= Harold Hardison =

American politician

Harold Woodrow Hardison (1923–2015) was an American politician from North Carolina.

Hardison was a Freemason and Shriner who served in the United States Army Air Forces from 1942 to 1946 in the Pacific War. He founded the Humphrey-Hardison Oil Company and was a member of several municipal organizations in his hometown of Deep Run, North Carolina. He was elected to one-two year term as a Democratic member of the North Carolina House of Representatives in 1970, then won the first of eight consecutive terms in the North Carolina Senate during the 1972 election cycle. During his single term as a state representative, Hardison was engaged in discussions on redistricting.
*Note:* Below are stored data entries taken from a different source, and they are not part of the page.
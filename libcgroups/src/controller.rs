//! Typed read/write access to a single cgroup directory, bound at
//! construction to a hierarchy, a path, and whether this process owns the
//! directory (may create/destroy it) or merely observes it.

use std::fs;
use std::path::{Path, PathBuf};

use common::error::{NsconError, Result};
use common::syscall::{create_fs_ops, FsOps};
use nix::unistd::{Gid, Uid};

use crate::hierarchy::Hierarchy;

pub const TASKS: &str = "tasks";
pub const CGROUP_PROCS: &str = "cgroup.procs";

pub struct CgroupController {
    hierarchy: Hierarchy,
    path: PathBuf,
    owns_cgroup: bool,
    fs: Box<dyn FsOps>,
}

impl CgroupController {
    pub fn new(hierarchy: Hierarchy, path: PathBuf, owns_cgroup: bool) -> Self {
        CgroupController {
            hierarchy,
            path,
            owns_cgroup,
            fs: create_fs_ops(),
        }
    }

    pub fn hierarchy(&self) -> Hierarchy {
        self.hierarchy
    }

    pub fn path(&self) -> &Path {
        &self.path
    }

    pub fn owns_cgroup(&self) -> bool {
        self.owns_cgroup
    }

    fn control_file(&self, name: &str) -> PathBuf {
        self.path.join(name)
    }

    pub fn has_control_file(&self, name: &str) -> bool {
        self.fs.is_file(&self.control_file(name))
    }

    /// Writes `tid` into `tasks`. No-op on a cgroup this process does not
    /// own — an observer has no business moving threads into it.
    pub fn enter(&self, tid: i32) -> Result<()> {
        if !self.owns_cgroup {
            return Ok(());
        }
        self.set_param_string(TASKS, &tid.to_string())
    }

    /// Chowns the cgroup directory and its `tasks` file so an unprivileged
    /// user can join it directly. No-op on a non-owned cgroup.
    pub fn delegate(&self, uid: Uid, gid: Gid) -> Result<()> {
        if !self.owns_cgroup {
            return Ok(());
        }
        self.fs
            .chown(&self.path, Some(uid), Some(gid))
            .map_err(|e| {
                NsconError::failed_precondition(format!(
                    "chown {}: {}",
                    self.path.display(),
                    e
                ))
            })?;
        self.fs
            .chown(&self.control_file(TASKS), Some(uid), Some(gid))
            .map_err(|e| {
                NsconError::failed_precondition(format!("chown {}: {}", TASKS, e))
            })?;
        Ok(())
    }

    pub fn get_threads(&self) -> Result<Vec<i32>> {
        self.read_pid_list(TASKS)
    }

    pub fn get_processes(&self) -> Result<Vec<i32>> {
        self.read_pid_list(CGROUP_PROCS)
    }

    fn read_pid_list(&self, file: &str) -> Result<Vec<i32>> {
        let content = fs::read_to_string(self.control_file(file))?;
        Ok(content.lines().filter_map(|l| l.trim().parse().ok()).collect())
    }

    /// Immediate subdirectory basenames, in lexical order.
    pub fn get_subcontainers(&self) -> Result<Vec<String>> {
        let mut out = Vec::new();
        for entry in fs::read_dir(&self.path)? {
            let entry = entry?;
            if entry.file_type()?.is_dir() {
                if let Some(name) = entry.file_name().to_str() {
                    out.push(name.to_string());
                }
            }
        }
        out.sort();
        Ok(out)
    }

    /// Recursively removes the cgroup's directory subtree. Discovers every
    /// directory first (a breadth stack), then removes deepest-first (a
    /// second stack), so a non-empty directory is never handed to `rmdir`
    /// before its children are gone. No-op on a non-owned cgroup.
    pub fn destroy(&self) -> Result<()> {
        if !self.owns_cgroup {
            return Ok(());
        }
        let mut discover_stack = vec![self.path.clone()];
        let mut deletion_stack = Vec::new();
        while let Some(dir) = discover_stack.pop() {
            for entry in fs::read_dir(&dir)? {
                let entry = entry?;
                if entry.file_type()?.is_dir() {
                    discover_stack.push(entry.path());
                }
            }
            deletion_stack.push(dir);
        }
        while let Some(dir) = deletion_stack.pop() {
            self.fs.rmdir(&dir)?;
        }
        Ok(())
    }

    pub fn set_param_string(&self, file: &str, value: &str) -> Result<()> {
        fs::write(self.control_file(file), value).map_err(NsconError::from)
    }

    pub fn get_param_string(&self, file: &str) -> Result<String> {
        Ok(fs::read_to_string(self.control_file(file))?
            .trim_end_matches('\n')
            .to_string())
    }

    pub fn set_param_int(&self, file: &str, value: i64) -> Result<()> {
        self.set_param_string(file, &value.to_string())
    }

    pub fn get_param_int(&self, file: &str) -> Result<i64> {
        self.get_param_string(file)?
            .trim()
            .parse()
            .map_err(|_| NsconError::internal(format!("{file}: not an integer")))
    }

    pub fn set_param_bool(&self, file: &str, value: bool) -> Result<()> {
        self.set_param_string(file, if value { "1" } else { "0" })
    }

    /// `OutOfRange` on any value other than the literal `"0"`/`"1"`.
    pub fn get_param_bool(&self, file: &str) -> Result<bool> {
        match self.get_param_string(file)?.trim() {
            "0" => Ok(false),
            "1" => Ok(true),
            other => Err(NsconError::out_of_range(format!(
                "{file}: expected 0 or 1, got {other:?}"
            ))),
        }
    }
}
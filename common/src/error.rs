//! The closed error-kind taxonomy shared by every crate in this workspace.
//!
//! Every fallible operation in the namespace controller returns one of these
//! kinds, carrying a message but never raw `errno` to callers outside the
//! crate boundary. `Internal` is the catch-all for unexpected syscall
//! failures and always wraps the originating error's text.

use std::fmt;

#[derive(Debug, Clone, Copy, PartialEq, Eq)]
pub enum ErrorKind {
    InvalidArgument,
    NotFound,
    AlreadyExists,
    FailedPrecondition,
    PermissionDenied,
    Unavailable,
    OutOfRange,
    Cancelled,
    Internal,
}

impl ErrorKind {
    pub fn as_str(&self) -> &'static str {
        match self {
            ErrorKind::InvalidArgument => "InvalidArgument",
            ErrorKind::NotFound => "NotFound",
            ErrorKind::AlreadyExists => "AlreadyExists",
            ErrorKind::FailedPrecondition => "FailedPrecondition",
            ErrorKind::PermissionDenied => "PermissionDenied",
            ErrorKind::Unavailable => "Unavailable",
            ErrorKind::OutOfRange => "OutOfRange",
            ErrorKind::Cancelled => "Cancelled",
            ErrorKind::Internal => "Internal",
        }
    }
}

impl fmt::Display for ErrorKind {
    fn fmt(&self, f: &mut fmt::Formatter<'_>) -> fmt::Result {
        f.write_str(self.as_str())
    }
}

#[derive(Debug, thiserror::Error)]
#[error("{kind}: {message}")]
pub struct NsconError {
    pub kind: ErrorKind,
    pub message: String,
}

impl NsconError {
    pub fn new(kind: ErrorKind, message: impl Into<String>) -> Self {
        NsconError {
            kind,
            message: message.into(),
        }
    }

    pub fn invalid_argument(message: impl Into<String>) -> Self {
        Self::new(ErrorKind::InvalidArgument, message)
    }

    pub fn not_found(message: impl Into<String>) -> Self {
        Self::new(ErrorKind::NotFound, message)
    }

    pub fn already_exists(message: impl Into<String>) -> Self {
        Self::new(ErrorKind::AlreadyExists, message)
    }

    pub fn failed_precondition(message: impl Into<String>) -> Self {
        Self::new(ErrorKind::FailedPrecondition, message)
    }

    pub fn permission_denied(message: impl Into<String>) -> Self {
        Self::new(ErrorKind::PermissionDenied, message)
    }

    pub fn unavailable(message: impl Into<String>) -> Self {
        Self::new(ErrorKind::Unavailable, message)
    }

    pub fn out_of_range(message: impl Into<String>) -> Self {
        Self::new(ErrorKind::OutOfRange, message)
    }

    pub fn cancelled(message: impl Into<String>) -> Self {
        Self::new(ErrorKind::Cancelled, message)
    }

    pub fn internal(message: impl Into<String>) -> Self {
        Self::new(ErrorKind::Internal, message)
    }

    /// Wraps an arbitrary syscall failure as `Internal`, the catch-all for
    /// unexpected errno values that no other kind names.
    pub fn from_errno(context: &str, errno: nix::Error) -> Self {
        Self::internal(format!("{context}: {errno}"))
    }
}

impl From<nix::Error> for NsconError {
    fn from(e: nix::Error) -> Self {
        NsconError::internal(e.to_string())
    }
}

impl From<std::io::Error> for NsconError {
    fn from(e: std::io::Error) -> Self {
        match e.kind() {
            std::io::ErrorKind::NotFound => NsconError::not_found(e.to_string()),
            std::io::ErrorKind::AlreadyExists => NsconError::already_exists(e.to_string()),
            std::io::ErrorKind::PermissionDenied => NsconError::permission_denied(e.to_string()),
            _ => NsconError::internal(e.to_string()),
        }
    }
}

pub type Result<T> = std::result::Result<T, NsconError>;
//! The closed set of cgroup v1 subsystem names this controller recognizes.
//! `/proc/mounts` mount options are matched against these names to decide
//! which mountpoints are cgroup hierarchies worth tracking.

use std::fmt;

#[derive(Debug, Clone, Copy, PartialEq, Eq, Hash, PartialOrd, Ord)]
pub enum Hierarchy {
    Cpu,
    Cpuacct,
    Cpuset,
    Memory,
    Blkio,
    Devices,
    Freezer,
    NetCls,
    NetPrio,
    PerfEvent,
    Hugetlb,
    Pids,
}

impl Hierarchy {
    pub const ALL: [Hierarchy; 12] = [
        Hierarchy::Cpu,
        Hierarchy::Cpuacct,
        Hierarchy::Cpuset,
        Hierarchy::Memory,
        Hierarchy::Blkio,
        Hierarchy::Devices,
        Hierarchy::Freezer,
        Hierarchy::NetCls,
        Hierarchy::NetPrio,
        Hierarchy::PerfEvent,
        Hierarchy::Hugetlb,
        Hierarchy::Pids,
    ];

    pub fn name(&self) -> &'static str {
        match self {
            Hierarchy::Cpu => "cpu",
            Hierarchy::Cpuacct => "cpuacct",
            Hierarchy::Cpuset => "cpuset",
            Hierarchy::Memory => "memory",
            Hierarchy::Blkio => "blkio",
            Hierarchy::Devices => "devices",
            Hierarchy::Freezer => "freezer",
            Hierarchy::NetCls => "net_cls",
            Hierarchy::NetPrio => "net_prio",
            Hierarchy::PerfEvent => "perf_event",
            Hierarchy::Hugetlb => "hugetlb",
            Hierarchy::Pids => "pids",
        }
    }

    pub fn from_name(name: &str) -> Option<Hierarchy> {
        Self::ALL.into_iter().find(|h| h.name() == name)
    }
}

impl fmt::Display for Hierarchy {
    fn fmt(&self, f: &mut fmt::Formatter<'_>) -> fmt::Result {
        f.write_str(self.name())
    }
}
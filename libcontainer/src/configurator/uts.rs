//! UTS namespace configurator: sets the container's virtual hostname.
//! Runs entirely inside the namespace — `sethostname(2)` only affects the
//! caller's own UTS namespace.

use common::error::Result;

use super::{Configurator, InsideContext, OutsideContext};

pub struct UtsConfigurator;

impl Configurator for UtsConfigurator {
    fn name(&self) -> &'static str {
        "uts"
    }

    fn setup_outside_namespace(&self, _ctx: &OutsideContext) -> Result<()> {
        Ok(())
    }

    fn setup_inside_namespace(&self, ctx: &InsideContext) -> Result<()> {
        if let Some(uts) = &ctx.spec.uts {
            if let Some(hostname) = &uts.vhostname {
                ctx.process.sethostname(hostname)?;
            }
        }
        Ok(())
    }
}

#[cfg(test)]
mod tests {
    use super::*;
    use crate::spec::{ContainerSpec, UtsNamespaceSpec};
    use common::syscall::test::{TestFs, TestProcess};

    #[test]
    fn sets_hostname_when_requested() {
        let process = TestProcess::default();
        let fs = TestFs::default();
        let mut spec = ContainerSpec::default();
        spec.uts = Some(UtsNamespaceSpec {
            vhostname: Some("container-1".to_string()),
        });
        let ctx = InsideContext {
            spec: &spec,
            process: &process,
            fs: &fs,
        };
        UtsConfigurator.setup_inside_namespace(&ctx).unwrap();
        assert!(process
            .calls
            .borrow()
            .iter()
            .any(|c| c == "sethostname(container-1)"));
    }

    #[test]
    fn no_op_without_vhostname() {
        let process = TestProcess::default();
        let fs = TestFs::default();
        let spec = ContainerSpec::default();
        let ctx = InsideContext {
            spec: &spec,
            process: &process,
            fs: &fs,
        };
        UtsConfigurator.setup_inside_namespace(&ctx).unwrap();
        assert!(process.calls.borrow().is_empty());
    }
}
Hardison subsequently occupied the seat representing the fifth senatorial district from Lenoir County. Throughout his tenure on the state legislature, he became known for Hardison amendments, which forbade state agencies from enacting environmental regulations stricter than the federal standard. As a state senator, Hardison held chair positions on the Senate Appropriations Committee, the Senate Ways and Means Committee, and co-chaired the state's Select Committee on Education. In July 1981, Hardison co-sponsored a bill allowing the Office of State Budget and Management the power to oversee public school finances. In February 1983, Hardison stated that a drunk driving bill backed by Governor Jim Hunt would raise $2.5 million in revenue, and incur $1 million in costs. During the 1984 election cycle, Hardison ran unopposed. Hardison filed to contest the Democratic Party nomination for the 1988 North Carolina lieutenant gubernatorial election in January, and engaged in a debate on collection of monetary damages owed to accident victims in civil cases.

Hardison died at the age of 92 on 9 September 2015.